We think the correct rule is that, unless it affirmatively appears from the pleadings that one has been sued in his official capacity, it will be presumed that he was sued as an individual." And in Clement Bates, Pleadings, Parties & Forms, vol. 1, p. 90, the following rule is announced.

"It is not enough that plaintiffs describe themselves in the caption and body of the petition as administrators. They must distinctly aver they are such, or sue in their representative capacity," citing numerous authorities in support thereof. Mills v. Ralston, 10 Kan. 206, 211; State to use of Edwards v. Bartlett, 68 Mo. 581, 583; Headlee v. Cloud, 51 Mo. 301; Neil v. Cherry, 1 West. Law Month 155.

¶7 And on same page, Bates lays down this general rule:

"Where executors, corporations, partnerships using the firm name, receivers, etc., sue and are sued, their capacity or character must be averred in the body of the petition."

¶8 Appellees make the contention that the journal entry being filed, setting forth the judgment of the court in denying the first motion filed by the appellees to dismiss the appeal in the district court, wherein it is recited that the appeal bond was in fact given and filed by Emma Sanborn Koch, as administratrix of the estate of George W. Koch, deceased, and that for that reason the motion should be denied, etc., that it was an adjudication of this matter and, no appeal being taken therefrom, is binding, but as we view it. that portion of the journal entry is purely dictum.
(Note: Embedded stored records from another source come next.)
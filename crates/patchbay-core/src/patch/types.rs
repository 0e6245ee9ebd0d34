//! Edit and apply-report type definitions

use serde::{Deserialize, Serialize};

use crate::snapshot::FileSnapshot;

/// A single edit instruction targeting one file.
///
/// The wire shape matches what the AI layer emits:
///
/// ```json
/// { "type": "search-replace", "filePath": "/a.js", "search": "...", "replace": "..." }
/// { "type": "unified-diff", "filePath": "/a.js", "diff": "@@ ... @@\n..." }
/// ```
///
/// The optional `context` note travels with the edit for display purposes
/// and is never interpreted by the engine.
#[derive(Debug, Clone, PartialEq, Eq, Serialize, Deserialize)]
#[serde(tag = "type", rename_all = "kebab-case")]
pub enum Edit {
    /// Replace the first literal, case-sensitive occurrence of `search`
    /// in the target file with `replace`.
    SearchReplace {
        #[serde(rename = "filePath")]
        file_path: String,
        search: String,
        replace: String,
        #[serde(default, skip_serializing_if = "Option::is_none")]
        context: Option<String>,
    },
    /// Apply a unified-diff hunk set against the target file's content.
    UnifiedDiff {
        #[serde(rename = "filePath")]
        file_path: String,
        diff: String,
        #[serde(default, skip_serializing_if = "Option::is_none")]
        context: Option<String>,
    },
}

impl Edit {
    /// Build a search-replace edit
    pub fn search_replace(
        file_path: impl Into<String>,
        search: impl Into<String>,
        replace: impl Into<String>,
    ) -> Self {
        Self::SearchReplace {
            file_path: file_path.into(),
            search: search.into(),
            replace: replace.into(),
            context: None,
        }
    }

    /// Build a unified-diff edit
    pub fn unified_diff(file_path: impl Into<String>, diff: impl Into<String>) -> Self {
        Self::UnifiedDiff {
            file_path: file_path.into(),
            diff: diff.into(),
            context: None,
        }
    }

    /// Target file path of this edit
    pub fn file_path(&self) -> &str {
        match self {
            Self::SearchReplace { file_path, .. } => file_path,
            Self::UnifiedDiff { file_path, .. } => file_path,
        }
    }

    /// Wire name of the edit kind
    pub fn kind(&self) -> &'static str {
        match self {
            Self::SearchReplace { .. } => "search-replace",
            Self::UnifiedDiff { .. } => "unified-diff",
        }
    }
}

/// An ordered batch of edits, applied strictly in order against a
/// progressively-updated working copy. Edit N sees the result of edits
/// 1..N-1, even within the same file.
pub type EditBatch = Vec<Edit>;

/// Result of applying an edit batch to a base snapshot.
///
/// `files` always starts from a full copy of the base snapshot with the
/// successfully-applied edits layered on top; `success` holds exactly when
/// `errors` is empty. A non-empty error list with changed files means the
/// batch partially applied.
#[derive(Debug, Clone, Serialize, Deserialize)]
pub struct ApplyReport {
    pub success: bool,
    pub files: FileSnapshot,
    pub errors: Vec<String>,
}

impl ApplyReport {
    /// Number of recorded failures
    pub fn error_count(&self) -> usize {
        self.errors.len()
    }
}

#[cfg(test)]
mod tests {
    use super::*;
    use serde_json::json;

    #[test]
    fn test_search_replace_wire_format() {
        let edit = Edit::search_replace("/a.js", "x = 1", "x = 2");
        let value = serde_json::to_value(&edit).unwrap();

        assert_eq!(
            value,
            json!({
                "type": "search-replace",
                "filePath": "/a.js",
                "search": "x = 1",
                "replace": "x = 2",
            })
        );
    }

    #[test]
    fn test_unified_diff_wire_format_round_trip() {
        let raw = json!({
            "type": "unified-diff",
            "filePath": "/b.js",
            "diff": "@@ -1,1 +1,1 @@\n-old\n+new\n",
            "context": "swap the greeting",
        });

        let edit: Edit = serde_json::from_value(raw.clone()).unwrap();
        assert_eq!(edit.kind(), "unified-diff");
        assert_eq!(edit.file_path(), "/b.js");

        assert_eq!(serde_json::to_value(&edit).unwrap(), raw);
    }

    #[test]
    fn test_unknown_edit_type_rejected() {
        let raw = json!({
            "type": "full-file",
            "filePath": "/a.js",
            "content": "anything",
        });

        assert!(serde_json::from_value::<Edit>(raw).is_err());
    }
}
The motion referred to, which was the first motion filed by appellees, attacked the appeal on the grounds that the appellant failed to file her written notice of appeal and affidavit as required by law, and that the bond filed was not conditioned as required by law. There is nothing contained in the motion that would indicate that the question of whether she had appealed in her official capacity as administratrix was raised; in fact, the motion merely attacked her right to appeal in her individual capacity, and that motion was denied by the court. We are, therefore, inclined to the opinion that the trial court was in error in sustaining the motion of the appellees to dismiss, and therefore recommend that the case be reversed and remanded to the district court for a trial on its merits.